_Aim of the exercise:_
Could you show all lines in the entries below that contain the string "usize"?
━━━━━ Available records
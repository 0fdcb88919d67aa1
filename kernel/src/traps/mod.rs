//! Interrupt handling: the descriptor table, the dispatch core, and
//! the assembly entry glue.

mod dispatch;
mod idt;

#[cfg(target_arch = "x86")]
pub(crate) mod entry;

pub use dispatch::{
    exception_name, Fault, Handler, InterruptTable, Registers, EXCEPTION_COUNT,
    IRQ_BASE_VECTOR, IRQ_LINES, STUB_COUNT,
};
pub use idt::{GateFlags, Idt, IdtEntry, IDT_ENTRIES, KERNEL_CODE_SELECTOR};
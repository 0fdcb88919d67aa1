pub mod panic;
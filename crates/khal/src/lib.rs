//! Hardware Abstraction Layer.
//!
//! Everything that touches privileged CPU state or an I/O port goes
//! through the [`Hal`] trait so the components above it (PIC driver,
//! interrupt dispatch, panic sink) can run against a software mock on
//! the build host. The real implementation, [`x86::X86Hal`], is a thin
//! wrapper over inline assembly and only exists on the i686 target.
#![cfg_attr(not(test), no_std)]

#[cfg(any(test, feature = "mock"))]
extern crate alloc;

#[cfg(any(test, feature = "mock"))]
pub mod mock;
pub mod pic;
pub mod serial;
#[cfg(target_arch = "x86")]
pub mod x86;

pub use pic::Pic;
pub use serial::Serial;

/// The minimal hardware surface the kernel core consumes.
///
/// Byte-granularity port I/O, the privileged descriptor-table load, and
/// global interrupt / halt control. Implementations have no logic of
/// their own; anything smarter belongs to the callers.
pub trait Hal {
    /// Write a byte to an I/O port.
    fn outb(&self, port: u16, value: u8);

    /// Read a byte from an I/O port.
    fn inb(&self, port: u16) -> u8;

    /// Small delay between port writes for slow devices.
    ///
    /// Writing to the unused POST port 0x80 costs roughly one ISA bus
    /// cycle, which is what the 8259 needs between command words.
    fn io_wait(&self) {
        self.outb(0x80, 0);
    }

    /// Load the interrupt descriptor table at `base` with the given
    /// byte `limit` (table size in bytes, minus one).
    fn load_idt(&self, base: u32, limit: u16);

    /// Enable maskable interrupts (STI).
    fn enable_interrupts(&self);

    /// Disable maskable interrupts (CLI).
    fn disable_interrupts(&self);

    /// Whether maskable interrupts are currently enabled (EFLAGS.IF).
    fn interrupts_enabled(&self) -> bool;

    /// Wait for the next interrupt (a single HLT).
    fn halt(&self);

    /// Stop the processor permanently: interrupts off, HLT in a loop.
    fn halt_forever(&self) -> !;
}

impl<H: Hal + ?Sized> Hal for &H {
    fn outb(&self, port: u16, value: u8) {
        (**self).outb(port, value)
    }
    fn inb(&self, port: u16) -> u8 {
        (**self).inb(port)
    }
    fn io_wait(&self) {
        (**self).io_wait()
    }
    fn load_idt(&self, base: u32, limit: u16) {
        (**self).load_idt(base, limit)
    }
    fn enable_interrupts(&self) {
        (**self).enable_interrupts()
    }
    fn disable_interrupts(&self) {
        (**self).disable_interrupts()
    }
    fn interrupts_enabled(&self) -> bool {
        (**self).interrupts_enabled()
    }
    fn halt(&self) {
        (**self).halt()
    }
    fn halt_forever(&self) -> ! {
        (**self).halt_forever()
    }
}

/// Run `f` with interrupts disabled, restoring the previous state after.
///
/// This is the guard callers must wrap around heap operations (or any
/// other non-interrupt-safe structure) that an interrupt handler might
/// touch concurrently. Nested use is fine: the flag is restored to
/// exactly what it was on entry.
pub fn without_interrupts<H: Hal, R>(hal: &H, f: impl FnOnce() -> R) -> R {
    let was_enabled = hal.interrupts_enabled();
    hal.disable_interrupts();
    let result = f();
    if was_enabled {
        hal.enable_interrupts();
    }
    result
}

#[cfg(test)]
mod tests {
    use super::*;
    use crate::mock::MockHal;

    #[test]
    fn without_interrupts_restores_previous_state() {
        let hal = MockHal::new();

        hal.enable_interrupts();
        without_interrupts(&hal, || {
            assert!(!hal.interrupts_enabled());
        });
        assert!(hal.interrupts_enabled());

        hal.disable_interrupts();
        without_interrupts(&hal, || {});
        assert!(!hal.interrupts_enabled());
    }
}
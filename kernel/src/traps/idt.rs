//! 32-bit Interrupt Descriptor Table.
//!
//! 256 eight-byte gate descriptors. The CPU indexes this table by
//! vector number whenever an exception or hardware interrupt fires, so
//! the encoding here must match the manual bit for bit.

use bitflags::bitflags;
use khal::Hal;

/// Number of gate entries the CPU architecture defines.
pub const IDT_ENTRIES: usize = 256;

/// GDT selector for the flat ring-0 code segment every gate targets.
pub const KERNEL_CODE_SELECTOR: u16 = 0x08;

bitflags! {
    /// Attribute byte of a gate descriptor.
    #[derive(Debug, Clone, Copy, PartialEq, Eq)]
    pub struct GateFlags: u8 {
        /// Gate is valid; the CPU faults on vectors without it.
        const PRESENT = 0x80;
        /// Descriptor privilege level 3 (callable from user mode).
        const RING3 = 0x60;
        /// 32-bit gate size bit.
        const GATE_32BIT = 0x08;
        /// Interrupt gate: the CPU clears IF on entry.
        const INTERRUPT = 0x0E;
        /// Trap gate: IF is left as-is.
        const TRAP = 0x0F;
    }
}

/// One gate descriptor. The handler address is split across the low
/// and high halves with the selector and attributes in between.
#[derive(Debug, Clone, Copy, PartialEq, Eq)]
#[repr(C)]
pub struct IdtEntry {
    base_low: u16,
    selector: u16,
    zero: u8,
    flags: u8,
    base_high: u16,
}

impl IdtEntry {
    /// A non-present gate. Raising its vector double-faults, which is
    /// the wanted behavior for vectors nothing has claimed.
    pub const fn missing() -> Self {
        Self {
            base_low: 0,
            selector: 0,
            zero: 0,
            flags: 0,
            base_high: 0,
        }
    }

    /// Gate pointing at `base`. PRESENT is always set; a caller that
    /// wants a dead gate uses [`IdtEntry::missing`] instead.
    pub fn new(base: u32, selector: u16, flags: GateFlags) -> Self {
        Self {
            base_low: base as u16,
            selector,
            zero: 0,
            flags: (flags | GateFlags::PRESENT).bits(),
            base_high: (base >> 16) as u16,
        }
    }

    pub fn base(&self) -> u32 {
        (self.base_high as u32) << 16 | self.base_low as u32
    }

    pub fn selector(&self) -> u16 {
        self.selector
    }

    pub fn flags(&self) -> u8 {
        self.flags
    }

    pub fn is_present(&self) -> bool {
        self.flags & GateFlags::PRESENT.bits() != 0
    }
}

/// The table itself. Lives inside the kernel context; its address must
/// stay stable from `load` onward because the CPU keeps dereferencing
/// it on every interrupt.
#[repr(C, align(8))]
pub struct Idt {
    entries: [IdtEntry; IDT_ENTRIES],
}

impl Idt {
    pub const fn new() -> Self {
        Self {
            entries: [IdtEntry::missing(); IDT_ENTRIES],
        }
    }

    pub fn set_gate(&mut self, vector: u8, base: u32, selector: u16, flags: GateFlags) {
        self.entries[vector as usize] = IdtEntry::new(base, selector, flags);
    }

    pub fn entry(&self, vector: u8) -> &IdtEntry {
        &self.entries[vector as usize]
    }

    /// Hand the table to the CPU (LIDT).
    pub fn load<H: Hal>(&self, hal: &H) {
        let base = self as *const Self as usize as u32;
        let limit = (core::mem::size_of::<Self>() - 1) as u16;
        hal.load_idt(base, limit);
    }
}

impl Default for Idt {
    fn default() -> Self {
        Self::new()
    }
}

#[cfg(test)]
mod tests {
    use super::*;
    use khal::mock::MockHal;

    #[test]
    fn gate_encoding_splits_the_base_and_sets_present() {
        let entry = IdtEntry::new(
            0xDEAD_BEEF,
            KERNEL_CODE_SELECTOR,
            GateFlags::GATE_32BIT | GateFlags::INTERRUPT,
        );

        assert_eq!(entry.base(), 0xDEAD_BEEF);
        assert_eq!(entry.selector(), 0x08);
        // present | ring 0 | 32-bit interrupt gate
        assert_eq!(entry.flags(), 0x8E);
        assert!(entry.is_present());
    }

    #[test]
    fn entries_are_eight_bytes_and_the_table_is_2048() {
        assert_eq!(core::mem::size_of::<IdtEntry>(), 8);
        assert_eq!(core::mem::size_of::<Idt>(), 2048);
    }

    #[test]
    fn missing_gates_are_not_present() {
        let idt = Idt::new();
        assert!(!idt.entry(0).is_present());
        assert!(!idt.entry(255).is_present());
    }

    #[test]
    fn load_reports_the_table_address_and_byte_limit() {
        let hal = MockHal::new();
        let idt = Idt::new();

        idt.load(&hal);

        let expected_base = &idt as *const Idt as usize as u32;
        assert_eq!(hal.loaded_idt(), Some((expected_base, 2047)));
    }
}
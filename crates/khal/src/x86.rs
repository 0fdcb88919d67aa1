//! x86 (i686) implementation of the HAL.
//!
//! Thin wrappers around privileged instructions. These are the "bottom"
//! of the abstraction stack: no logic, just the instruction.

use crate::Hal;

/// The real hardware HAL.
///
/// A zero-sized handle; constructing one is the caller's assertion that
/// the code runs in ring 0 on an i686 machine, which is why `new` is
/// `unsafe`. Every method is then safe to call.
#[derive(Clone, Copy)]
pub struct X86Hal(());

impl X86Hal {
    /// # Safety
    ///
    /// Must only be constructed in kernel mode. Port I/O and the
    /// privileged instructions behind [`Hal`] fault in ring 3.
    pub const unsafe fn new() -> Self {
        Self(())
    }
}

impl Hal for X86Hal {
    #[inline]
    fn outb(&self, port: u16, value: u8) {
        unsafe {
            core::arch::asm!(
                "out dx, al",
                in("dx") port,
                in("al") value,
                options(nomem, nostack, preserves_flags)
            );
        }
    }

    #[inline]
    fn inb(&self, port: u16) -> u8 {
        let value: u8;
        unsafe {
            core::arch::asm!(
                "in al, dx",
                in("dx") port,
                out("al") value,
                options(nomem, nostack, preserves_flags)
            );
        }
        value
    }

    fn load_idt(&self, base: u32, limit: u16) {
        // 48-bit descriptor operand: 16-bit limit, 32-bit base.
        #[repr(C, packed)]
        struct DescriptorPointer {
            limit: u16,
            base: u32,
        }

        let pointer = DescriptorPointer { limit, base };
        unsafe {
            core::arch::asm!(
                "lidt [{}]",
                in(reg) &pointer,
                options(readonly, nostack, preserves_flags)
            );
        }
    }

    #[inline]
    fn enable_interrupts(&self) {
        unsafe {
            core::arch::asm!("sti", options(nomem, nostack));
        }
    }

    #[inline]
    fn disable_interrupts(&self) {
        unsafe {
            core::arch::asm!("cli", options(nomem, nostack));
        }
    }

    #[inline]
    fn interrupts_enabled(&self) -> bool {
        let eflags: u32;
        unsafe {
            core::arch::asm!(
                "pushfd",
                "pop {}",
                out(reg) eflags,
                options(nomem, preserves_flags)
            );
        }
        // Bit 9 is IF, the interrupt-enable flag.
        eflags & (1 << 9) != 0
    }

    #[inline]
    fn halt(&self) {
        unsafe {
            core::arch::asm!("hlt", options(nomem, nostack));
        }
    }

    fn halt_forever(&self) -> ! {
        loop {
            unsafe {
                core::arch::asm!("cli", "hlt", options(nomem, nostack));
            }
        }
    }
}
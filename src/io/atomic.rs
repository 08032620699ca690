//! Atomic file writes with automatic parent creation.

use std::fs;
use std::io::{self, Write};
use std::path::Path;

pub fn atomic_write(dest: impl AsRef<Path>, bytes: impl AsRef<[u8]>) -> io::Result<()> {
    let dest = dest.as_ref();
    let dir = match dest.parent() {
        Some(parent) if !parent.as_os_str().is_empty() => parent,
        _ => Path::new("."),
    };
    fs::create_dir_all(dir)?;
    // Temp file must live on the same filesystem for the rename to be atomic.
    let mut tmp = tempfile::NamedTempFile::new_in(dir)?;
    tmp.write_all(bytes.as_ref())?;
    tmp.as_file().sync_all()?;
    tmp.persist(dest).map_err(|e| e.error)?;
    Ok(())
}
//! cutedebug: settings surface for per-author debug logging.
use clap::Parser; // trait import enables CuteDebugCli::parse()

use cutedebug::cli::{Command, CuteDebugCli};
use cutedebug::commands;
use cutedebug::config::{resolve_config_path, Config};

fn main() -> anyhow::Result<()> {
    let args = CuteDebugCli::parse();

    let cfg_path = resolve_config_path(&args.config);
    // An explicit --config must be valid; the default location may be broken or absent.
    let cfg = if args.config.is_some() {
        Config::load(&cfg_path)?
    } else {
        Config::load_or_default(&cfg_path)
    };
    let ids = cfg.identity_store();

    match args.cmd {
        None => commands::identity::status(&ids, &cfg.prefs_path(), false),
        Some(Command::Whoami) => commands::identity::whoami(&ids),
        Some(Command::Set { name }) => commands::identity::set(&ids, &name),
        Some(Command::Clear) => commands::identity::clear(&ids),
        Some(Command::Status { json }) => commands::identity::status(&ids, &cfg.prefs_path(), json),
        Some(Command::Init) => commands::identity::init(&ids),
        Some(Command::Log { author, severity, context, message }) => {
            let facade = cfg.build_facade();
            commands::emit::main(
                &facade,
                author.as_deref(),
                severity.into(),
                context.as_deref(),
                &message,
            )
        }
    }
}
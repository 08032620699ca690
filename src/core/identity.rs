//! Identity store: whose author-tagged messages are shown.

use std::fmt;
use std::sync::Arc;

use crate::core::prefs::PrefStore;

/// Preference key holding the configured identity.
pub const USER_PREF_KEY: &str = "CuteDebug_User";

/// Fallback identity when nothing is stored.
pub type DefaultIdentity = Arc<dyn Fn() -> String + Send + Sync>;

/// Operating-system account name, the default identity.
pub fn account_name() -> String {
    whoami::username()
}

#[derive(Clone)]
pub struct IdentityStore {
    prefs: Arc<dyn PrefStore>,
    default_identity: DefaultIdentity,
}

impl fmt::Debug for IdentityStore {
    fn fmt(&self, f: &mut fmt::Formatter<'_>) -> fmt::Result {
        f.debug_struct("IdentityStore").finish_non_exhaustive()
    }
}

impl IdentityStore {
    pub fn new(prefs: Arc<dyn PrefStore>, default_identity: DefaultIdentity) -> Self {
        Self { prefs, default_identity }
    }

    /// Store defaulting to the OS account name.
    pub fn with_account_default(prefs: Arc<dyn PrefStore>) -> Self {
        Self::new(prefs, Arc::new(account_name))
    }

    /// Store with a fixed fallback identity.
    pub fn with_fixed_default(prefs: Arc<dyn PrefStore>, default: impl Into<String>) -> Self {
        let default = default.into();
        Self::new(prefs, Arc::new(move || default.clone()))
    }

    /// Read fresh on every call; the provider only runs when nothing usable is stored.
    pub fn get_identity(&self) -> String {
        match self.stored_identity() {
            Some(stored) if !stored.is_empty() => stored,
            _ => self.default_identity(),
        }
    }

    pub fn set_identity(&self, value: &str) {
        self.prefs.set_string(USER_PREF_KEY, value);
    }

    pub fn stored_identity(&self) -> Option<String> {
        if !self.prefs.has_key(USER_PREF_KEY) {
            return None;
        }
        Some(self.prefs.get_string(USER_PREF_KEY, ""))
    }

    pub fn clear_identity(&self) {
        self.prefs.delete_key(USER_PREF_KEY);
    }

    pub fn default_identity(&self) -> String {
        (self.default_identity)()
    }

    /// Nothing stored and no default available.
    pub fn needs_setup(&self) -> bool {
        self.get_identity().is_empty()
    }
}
━━━━━━━━━━
_Task answer:_
pub const IDT_ENTRIES: usize = 256;
        self.entries[vector as usize] = IdtEntry::new(base, selector, flags);
        &self.entries[vector as usize]
        let base = self as *const Self as usize as u32;
        let expected_base = &idt as *const Idt as usize as u32;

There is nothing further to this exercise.